The first snow on the hills this winter has gone now but more is forecast. On a walk on the Cairngorm Plateau last week before the snow went I wore heavy duty microspikes (Hillsound Trail Crampons) as the snow was hard and icy. I had an ice axe as well but didn’t use it – the snow was not deep enough for it to be any use and trekking poles were better for balance. I wouldn’t have left it at home though as I could have needed it if there’d been any deep drifts to cross.

In fact, if there’s snow on the hills I always carry an ice axe and crampons or microspikes. Both are important for safety. Which is best depends on your activities. For hillwalkers with no aspirations for technical winter climber the simplest ice axes and crampons or spikes designed for walkers are fine, and that is what I’m writing about here.

Hillwalking on snow and ice is a mountaineering discipline and needs extra skills. Being able to use an ice axe and crampons correctly is a major part of this. Just carrying them does not make you safe. Using an ice axe to protect yourself from slips and to stop falls if they occur requires training and practice. Similarly, how to walk in crampons and how to use them on different slopes whilst not difficult is not something to try and learn high in the hills in a blizzard. A course at an outdoor centre or with an instructor is the best way to learn.

In the Cairngorms 


Ice axes are rated CEN-B (basic)/UIAA Type 1 or CEN-T (technical)/UIAA Type 2. These ratings are decided by several tests to assess the strength of the axe. Unsurprisingly, CEN-T axes are stronger than CEN-B ones. Does this matter? Not for hillwalking and general mountaineering. B rated axes are fine for these activities and usually lighter and less expensive than T rated ones.


For hillwalking axes usually have a slightly down curving pick (sometimes called a classic curve), as this is good for self-arrest and for climbing steeper slopes where you swing the pick into the snow. Up curved picks are for technical climbing. A row of teeth under the pick helps it to grip.

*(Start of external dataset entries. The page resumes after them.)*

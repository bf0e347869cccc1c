mod segment_tests;
mod support;
mod update_tests;
use crate::cursor::RunCursor;
use crate::run::{Run, compactify_runs};
use crate::segment::{SegmentCursor, compute_size, write_segments_to};

use super::support::random_runs;

#[test]
fn cursor_places_within_one_segment() {
    let mut cursor = SegmentCursor::new(0);
    let p = cursor.place(2);
    assert_eq!(p.at, 0);
    assert!(p.padding.is_none());
    let p = cursor.place(2);
    assert_eq!(p.at, 2);
    assert!(p.padding.is_none());
    assert_eq!(cursor.pos(), 4);

    // The next placement opens a fresh segment without padding.
    let p = cursor.place(3);
    assert_eq!(p.at, 4);
    assert!(p.padding.is_none());
    assert_eq!(cursor.pos(), 7);
}

#[test]
fn cursor_pads_on_boundary_crossing() {
    let mut cursor = SegmentCursor::new(0);
    cursor.place(3);
    let p = cursor.place(2);
    assert_eq!(p.padding, Some((3, 1)));
    assert_eq!(p.at, 4);
    assert_eq!(cursor.pos(), 6);
}

#[test]
fn cursor_honors_start_offset_mid_segment() {
    let mut cursor = SegmentCursor::new(6);
    let p = cursor.place(4);
    assert_eq!(p.padding, Some((6, 2)));
    assert_eq!(p.at, 8);
    assert_eq!(cursor.pos(), 12);
}

#[test]
fn compute_size_counts_padding() {
    // 3 + 2 atoms: the second run crosses the boundary, one padding atom.
    let runs = [Run::<1>::new(30, 0x2AAA_AAAA, 1), Run::<1>::new(16, 0xFFFF, 1)];
    assert_eq!(runs[0].size_in_units(), 3);
    assert_eq!(runs[1].size_in_units(), 2);
    assert_eq!(compute_size(&runs, 0), 6);
    // from atom 2 both runs cross a boundary: 2 padding atoms, then 1.
    assert_eq!(compute_size(&runs, 2), 10);
}

#[test]
fn write_encodes_padding_and_zero_fill() {
    // two 3-atom runs: the second crosses the segment boundary
    let runs = [
        Run::<2>::new(13, 0x155_5555, 1),
        Run::<2>::new(13, 0x2AA_AAAA, 1),
    ];
    assert_eq!(runs[0].size_in_units(), 3);

    let mut atoms = vec![0xFFFFu16; 8];
    let end = write_segments_to(&runs, &mut atoms, 0);
    assert_eq!(end, 7);
    // one padding atom closes the first segment
    assert_eq!(atoms[3], 0x0080);
    // tail of the final segment is zero-filled
    assert_eq!(atoms[7], 0);

    let decoded: Vec<Run<2>> = RunCursor::new(&atoms[..end]).map(|(run, _)| run).collect();
    assert_eq!(decoded, runs);
}

#[test]
fn sizing_and_writing_agree_across_offsets() {
    fastrand::seed(0x5EED);
    for _ in 0..100 {
        let runs = compactify_runs(random_runs::<3>(fastrand::usize(0..24)));
        for start in [0usize, 1, 3, 4, 6, 11] {
            let size = compute_size(&runs, start);
            let mut atoms = vec![0u16; size.next_multiple_of(4).max(4)];
            let end = write_segments_to(&runs, &mut atoms, start);
            assert_eq!(end, size, "start {start}, {} runs", runs.len());

            let decoded: Vec<Run<3>> = RunCursor::with_start(&atoms[..end], start)
                .map(|(run, _)| run)
                .collect();
            assert_eq!(decoded, runs);
        }
    }
}

#[test]
fn no_run_straddles_a_segment_boundary() {
    fastrand::seed(0xB0BA);
    for _ in 0..50 {
        let runs = compactify_runs(random_runs::<5>(16));
        let size = compute_size(&runs, 0);
        let mut atoms = vec![0u16; size.next_multiple_of(4).max(4)];
        write_segments_to(&runs, &mut atoms, 0);
        for (run, at) in RunCursor::<5>::new(&atoms[..size]) {
            let units = run.size_in_units();
            assert_eq!(at / 4, (at + units - 1) / 4, "run {run} at {at}");
        }
    }
}
pub type Result<T> = std::result::Result<T, crate::error::Error>;

#[macro_export]
macro_rules! verify_arg {
    ($name:expr, $expr:expr) => {{
        let result = $expr;
        $crate::result::verify_arg(result, stringify!($name), stringify!($expr))?;
    }};
}

#[macro_export]
macro_rules! verify_data {
    ($name:expr, $expr:expr) => {{
        let result = $expr;
        $crate::result::verify_data(result, stringify!($name), stringify!($expr))?;
    }};
}

#[inline]
pub fn verify_arg(predicate: bool, name: &str, condition: &str) -> Result<()> {
    if predicate {
        Ok(())
    } else {
        invalid_arg(name, condition)
    }
}

#[inline]
pub fn verify_data(predicate: bool, name: &str, condition: &str) -> Result<()> {
    if predicate {
        Ok(())
    } else {
        invalid_format(name, condition)
    }
}

#[cold]
pub fn invalid_arg(name: &str, condition: &str) -> Result<()> {
    Err(crate::error::ErrorKind::InvalidArgument {
        name: name.to_string(),
        message: condition.to_string(),
    }
    .into())
}

#[cold]
pub fn invalid_format(name: &str, condition: &str) -> Result<()> {
    Err(crate::error::ErrorKind::InvalidFormat {
        element: name.to_string(),
        message: condition.to_string(),
    }
    .into())
}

Until recently straight shafts were the norm for walking axes, curved ones again being the province of ice climbers. Now though some walking and general mountaineering axes have curved shafts. When climbing steep terrain using the pick above your head a curved shaft helps stop your knuckles bashing against the snow or ice. There is an argument that curved shafts give more leverage for self-arrest. I can’t say that I’ve noticed any significant difference when trying different axes and for hillwalking I would say straight and curved shafts are both fine. All axe shafts have a spike at the end for thrusting into the snow and this is the feature that gets the most use when hillwalking.

Rubberised coatings on shafts can make them warmer to hold and more secure to grip. These should be slim, so they don’t impede thrusting the axe into the snow. Some axes have indentations in the lower section for better grip.

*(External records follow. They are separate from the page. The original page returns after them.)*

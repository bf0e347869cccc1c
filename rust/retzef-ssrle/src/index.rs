//! Block index over a packed stream.
//!
//! The stream is summarized per block of [`ATOMS_PER_BLOCK`] atoms:
//!
//! - the *size plane* holds cumulative symbol counts, locating the block
//!   that contains a given position;
//! - one *rank plane* per symbol holds cumulative occurrence counts,
//!   providing rank prefixes and select entry points.
//!
//! Blocks start at segment boundaries, so a run always belongs to exactly
//! one block. The index is rebuilt after every committed mutation and only
//! exists once the stream outgrows a single block.

use crate::codec::{SEGMENT_SIZE_ATOMS, symbol_count};
use crate::cursor::RunCursor;
use crate::run::SeqOpType;

/// Atoms summarized by one index block; a multiple of the segment size.
pub(crate) const ATOMS_PER_BLOCK: usize = 256;

/// The first block whose cumulative value passes the probe, with the
/// cumulative value of the blocks before it.
#[derive(Debug, Clone, Copy)]
pub(crate) struct IndexFind {
    pub block: usize,
    pub prefix: u64,
}

/// Cumulative per-block values of one quantity.
#[derive(Debug, Clone)]
pub(crate) struct IndexPlane {
    pub(crate) cum: Vec<u64>,
}

impl IndexPlane {
    /// Cumulative value of the blocks before `block`.
    #[inline]
    pub fn prefix(&self, block: usize) -> u64 {
        if block == 0 { 0 } else { self.cum[block - 1] }
    }

    /// First block whose cumulative value exceeds `value`.
    pub fn find_fw_gt(&self, value: u64) -> Option<IndexFind> {
        let block = self.cum.partition_point(|&c| c <= value);
        (block < self.cum.len()).then(|| IndexFind {
            block,
            prefix: self.prefix(block),
        })
    }

    /// First block whose cumulative value reaches `value`.
    pub fn find_fw_ge(&self, value: u64) -> Option<IndexFind> {
        let block = self.cum.partition_point(|&c| c < value);
        (block < self.cum.len()).then(|| IndexFind {
            block,
            prefix: self.prefix(block),
        })
    }

    /// Total over all blocks.
    pub fn sum(&self) -> u64 {
        self.cum.last().copied().unwrap_or(0)
    }
}

/// Evaluates a comparison over per-symbol column values, given the total
/// across all symbols.
fn op_value(total: u64, col: impl Fn(usize) -> u64, symbol: u8, op: SeqOpType) -> u64 {
    let s = symbol as usize;
    match op {
        SeqOpType::Eq => col(s),
        SeqOpType::Neq => total - col(s),
        SeqOpType::Lt => (0..s).map(&col).sum(),
        SeqOpType::Le => (0..=s).map(&col).sum(),
        SeqOpType::Gt => total - (0..=s).map(&col).sum::<u64>(),
        SeqOpType::Ge => total - (0..s).map(&col).sum::<u64>(),
        SeqOpType::EqNlt => unreachable!("EqNlt is decomposed before index evaluation"),
    }
}

/// Per-block summaries of a packed stream.
#[derive(Debug, Clone)]
pub(crate) struct SequenceIndex<const BPS: usize> {
    sizes: IndexPlane,
    ranks: Vec<IndexPlane>,
}

impl<const BPS: usize> SequenceIndex<BPS> {
    /// Builds the index, or `None` while the stream still fits one block.
    pub fn build(atoms: &[u16]) -> Option<SequenceIndex<BPS>> {
        const { assert!(ATOMS_PER_BLOCK % SEGMENT_SIZE_ATOMS == 0) };
        let code_units = atoms.len();
        if code_units <= ATOMS_PER_BLOCK {
            return None;
        }
        let blocks = code_units.div_ceil(ATOMS_PER_BLOCK);
        let symbols = symbol_count(BPS);
        let mut sizes = vec![0u64; blocks];
        let mut counts = vec![0u64; blocks * symbols];
        for (run, at) in RunCursor::<BPS>::new(atoms) {
            let block = at / ATOMS_PER_BLOCK;
            sizes[block] += run.full_run_length();
            run.full_ranks(&mut counts[block * symbols..(block + 1) * symbols]);
        }
        for b in 1..blocks {
            sizes[b] += sizes[b - 1];
            for s in 0..symbols {
                counts[b * symbols + s] += counts[(b - 1) * symbols + s];
            }
        }
        let ranks = (0..symbols)
            .map(|s| IndexPlane {
                cum: (0..blocks).map(|b| counts[b * symbols + s]).collect(),
            })
            .collect();
        Some(SequenceIndex {
            sizes: IndexPlane { cum: sizes },
            ranks,
        })
    }

    pub fn blocks(&self) -> usize {
        self.sizes.cum.len()
    }

    /// Block containing position `pos`, or `None` when `pos` is past the
    /// last stored position.
    #[inline]
    pub fn locate_pos(&self, pos: u64) -> Option<IndexFind> {
        self.sizes.find_fw_gt(pos)
    }

    /// Symbol count of the blocks before `block`.
    #[inline]
    pub fn size_prefix(&self, block: usize) -> u64 {
        self.sizes.prefix(block)
    }

    /// Occurrences of `symbol` in the blocks before `block`.
    #[inline]
    pub fn rank_prefix(&self, block: usize, symbol: usize) -> u64 {
        self.ranks[symbol].prefix(block)
    }

    /// Occurrences of `symbol` in the whole stream.
    #[inline]
    pub fn rank_total(&self, symbol: usize) -> u64 {
        self.ranks[symbol].sum()
    }

    /// Comparison-matching symbol count in the blocks before `block`.
    pub fn op_rank_prefix(&self, block: usize, symbol: u8, op: SeqOpType) -> u64 {
        op_value(
            self.sizes.prefix(block),
            |s| self.ranks[s].prefix(block),
            symbol,
            op,
        )
    }

    /// Comparison-matching symbol count in the whole stream.
    pub fn op_rank_total(&self, symbol: u8, op: SeqOpType) -> u64 {
        op_value(self.sizes.sum(), |s| self.ranks[s].sum(), symbol, op)
    }

    /// First block whose cumulative comparison-matching count exceeds
    /// `rank`, with that count for the preceding blocks.
    pub fn find_op_rank(&self, rank: u64, symbol: u8, op: SeqOpType) -> Option<IndexFind> {
        if op == SeqOpType::Eq {
            return self.ranks[symbol as usize].find_fw_gt(rank);
        }
        let mut prefix = 0;
        for block in 0..self.blocks() {
            let cum = self.op_rank_prefix(block + 1, symbol, op);
            if cum > rank {
                return Some(IndexFind { block, prefix });
            }
            prefix = cum;
        }
        None
    }
}
//! Succinct run-length-encoded symbol sequences over small alphabets.
//!
//! An [`SsrleSequence`] stores a sequence of `BPS`-bit symbols as a packed
//! stream of pattern runs inside an externally managed atom block, and
//! answers positional queries directly on the packed form:
//!
//! - `access` reads the symbol at a position;
//! - `rank`, `select_fw`, `select_bw` and the `count_*` operations resolve
//!   ordered queries under any [`SeqOpType`] comparison;
//! - edits (`insert`, `remove`, `update`, merge and split) follow a
//!   prepare/commit protocol that lets the block owner veto reallocation
//!   before anything changes.
//!
//! Storage is negotiated through the [`SequenceStore`] trait; [`HeapStore`]
//! is the in-memory implementation.

pub mod codec;
mod cursor;
mod index;
pub mod run;
mod segment;
pub mod sequence;
pub mod store;
#[cfg(test)]
mod tests;

pub use run::{Run, SeqOpType};
pub use sequence::{
    InsertPlan, MergePlan, Prepared, RemovePlan, SelectResult, SsrleSequence, UpdatePlan,
};
pub use store::{AllocStatus, HeapStore, SequenceStore};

The adze doesn’t get much use compared to the pick and the spike. If you’ll be doing much step-cutting – unlikely if you have crampons – or digging a snow shelter and you don’t have a snow shovel then a wide adze is more effective than a narrow one.

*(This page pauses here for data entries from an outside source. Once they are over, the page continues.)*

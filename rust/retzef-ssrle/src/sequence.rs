//! The SSRLE sequence object: queries and two-phase mutations.
//!
//! [`SsrleSequence`] interprets the atom block of a [`SequenceStore`] as a
//! packed run stream and keeps the derived state next to it: the symbol
//! count, the occupied atom count and the optional block index.
//!
//! Reads never mutate. Writes are split in two:
//!
//! - `prepare_*` computes the complete post-edit run list, packs its size
//!   and asks the store whether the required block would be granted. It
//!   returns [`Prepared::Ready`] with an opaque plan, or
//!   [`Prepared::Declined`] with the negotiated sizes. The sequence is not
//!   touched either way.
//! - `commit_*` consumes the plan by value, resizes the block through the
//!   store, rewrites every segment from atom zero, updates the metadata and
//!   rebuilds the index.
//!
//! A declined allocation is a status, not an error; the one-shot
//! conveniences (`append`, `insert_symbols`) convert it into an error for
//! callers that have no fallback.

use std::fmt;

use log::{debug, trace};
use retzef_common::{Result, error::Error, verify_arg, verify_data};

use crate::cursor::RunCursor;
use crate::index::{ATOMS_PER_BLOCK, SequenceIndex};
use crate::run::{Run, SeqOpType, compactify_runs, count_symbols, runs_from_symbols};
use crate::segment;
use crate::store::{AllocStatus, SequenceStore, compute_block_size};

/// Result of a select query: the found position and the achieved rank.
/// When fewer matches exist, `idx` is the not-found position (the sequence
/// size for forward queries) and `rank` is the total match count.
#[derive(Debug, Clone, Copy, PartialEq, Eq)]
pub struct SelectResult {
    pub idx: u64,
    pub rank: u64,
}

/// Outcome of a `prepare_*` call.
#[must_use = "a prepared mutation does nothing until committed"]
#[derive(Debug)]
pub enum Prepared<P> {
    /// The store would grant the required block; commit with the plan.
    Ready(P),
    /// The store declined the required block size; nothing changed.
    Declined { existing: usize, required: usize },
}

impl<P> Prepared<P> {
    #[inline]
    pub fn is_ready(&self) -> bool {
        matches!(self, Prepared::Ready(_))
    }

    pub fn map<Q>(self, f: impl FnOnce(P) -> Q) -> Prepared<Q> {
        match self {
            Prepared::Ready(plan) => Prepared::Ready(f(plan)),
            Prepared::Declined { existing, required } => Prepared::Declined { existing, required },
        }
    }

    /// Unwraps the plan, turning a declined allocation into an error.
    pub fn ready(self) -> Result<P> {
        match self {
            Prepared::Ready(plan) => Ok(plan),
            Prepared::Declined { existing, required } => {
                Err(Error::allocation_declined(existing, required))
            }
        }
    }
}

/// The complete post-edit state a commit applies verbatim.
#[derive(Debug)]
struct WritePlan<const BPS: usize> {
    runs: Vec<Run<BPS>>,
    code_units: usize,
    new_size: u64,
}

/// Plan produced by [`SsrleSequence::prepare_insert`].
#[derive(Debug)]
pub struct InsertPlan<const BPS: usize>(WritePlan<BPS>);

/// Plan produced by [`SsrleSequence::prepare_remove`]. Removing an empty
/// range prepares a plan whose commit does nothing.
#[derive(Debug)]
pub struct RemovePlan<const BPS: usize>(Option<WritePlan<BPS>>);

/// Plan produced by [`SsrleSequence::prepare_update`].
#[derive(Debug)]
pub struct UpdatePlan<const BPS: usize>(WritePlan<BPS>);

/// Plan produced by [`SsrleSequence::prepare_merge_with`]; applied to the
/// *other* sequence by [`SsrleSequence::commit_merge_with`].
#[derive(Debug)]
pub struct MergePlan<const BPS: usize>(WritePlan<BPS>);

#[derive(Debug, Default, Clone, Copy)]
struct Metadata {
    size: u64,
    code_units: usize,
}

/// A succinct run-length-encoded symbol sequence over a `2^BPS` alphabet,
/// stored in an externally managed atom block.
pub struct SsrleSequence<S: SequenceStore, const BPS: usize> {
    store: S,
    meta: Metadata,
    index: Option<SequenceIndex<BPS>>,
}
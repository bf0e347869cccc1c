//! Storage capability for packed sequences.
//!
//! A sequence does not own its atom buffer: it operates on whatever block a
//! [`SequenceStore`] exposes, and every reallocation is negotiated first.
//! [`SequenceStore::can_resize`] answers without side effects, so a prepared
//! mutation can be declined before any data moves, and `resize_block` then
//! performs the reallocation the negotiation promised.

use log::trace;
use retzef_common::Result;

use crate::codec::{SEGMENT_SIZE_ATOMS, SEGMENT_SIZE_BYTES};

/// Outcome of a resize negotiation.
#[derive(Debug, Clone, Copy, PartialEq, Eq)]
pub enum AllocStatus {
    Granted,
    Declined,
}

/// A block of whole segments exposed as 16-bit atoms.
pub trait SequenceStore {
    /// Currently allocated block size in bytes.
    fn block_size(&self) -> usize;

    fn atoms(&self) -> &[u16];

    fn atoms_mut(&mut self) -> &mut [u16];

    /// Whether a block of `required` bytes would be granted.
    fn can_resize(&self, required: usize) -> AllocStatus;

    /// Reallocates the block to `required` bytes, zero-filling growth.
    fn resize_block(&mut self, required: usize) -> Result<()>;
}

/// Block size in bytes covering `units` atoms, rounded to whole segments.
#[inline]
pub fn compute_block_size(units: usize) -> usize {
    units.div_ceil(SEGMENT_SIZE_ATOMS) * SEGMENT_SIZE_BYTES
}

/// In-memory store over a vector of 64-bit segments, with an optional hard
/// budget in bytes.
#[derive(Debug, Clone, Default)]
pub struct HeapStore {
    segments: Vec<u64>,
    limit: Option<usize>,
}

impl HeapStore {
    /// A store that grants every resize.
    pub fn unbounded() -> HeapStore {
        HeapStore::default()
    }

    /// A store that declines growth beyond `limit` bytes.
    pub fn with_limit(limit: usize) -> HeapStore {
        HeapStore {
            segments: Vec::new(),
            limit: Some(limit),
        }
    }
}

impl SequenceStore for HeapStore {
    fn block_size(&self) -> usize {
        self.segments.len() * SEGMENT_SIZE_BYTES
    }

    fn atoms(&self) -> &[u16] {
        bytemuck::cast_slice(&self.segments)
    }

    fn atoms_mut(&mut self) -> &mut [u16] {
        bytemuck::cast_slice_mut(&mut self.segments)
    }

    fn can_resize(&self, required: usize) -> AllocStatus {
        match self.limit {
            Some(limit) if required > limit && required > self.block_size() => {
                AllocStatus::Declined
            }
            _ => AllocStatus::Granted,
        }
    }

    fn resize_block(&mut self, required: usize) -> Result<()> {
        let segments = required.div_ceil(SEGMENT_SIZE_BYTES);
        trace!(
            "heap store resize: {} -> {} segments",
            self.segments.len(),
            segments
        );
        self.segments.resize(segments, 0);
        Ok(())
    }
}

Most ice axes have aluminium shafts and steel heads. The very lightest have aluminium heads. The latter are fine for occasional use and often used by ski tourers who probably won’t use an axe from one day to the next. However, aluminium isn’t as strong as steel and blunts more easily. For regular use a steel head is best.


Two other important factors are weight and length. The lighter your ice axe the less burden it is to carry. For hillwalking when the axe is held by the head almost all the time low weight is fine. However, if you’ll be doing much step-cutting or climbing using the pick then a light axe is more tiring to use.


In the Cairngorms


Length is contentious. The trend in the UK (it’s not the same everywhere) is for short 50-55cm axes even for hillwalking. I prefer a much longer axe (60-70cms) as it feels more secure on easy angled slopes where a slip could still be dangerous as I don’t have to stoop to reach the snow with it, which feels particularly unstable when going downhill. I also find it easier to thrust a long axe into the snow to prevent a slip becoming a slide. Some say short axes are better for self-arrest. Maybe if that’s what was used when learning. I learnt with a long axe and am perfectly happy using one for self-arrest. I think an axe that reaches the ankle or even almost to the ground is best for hillwalking.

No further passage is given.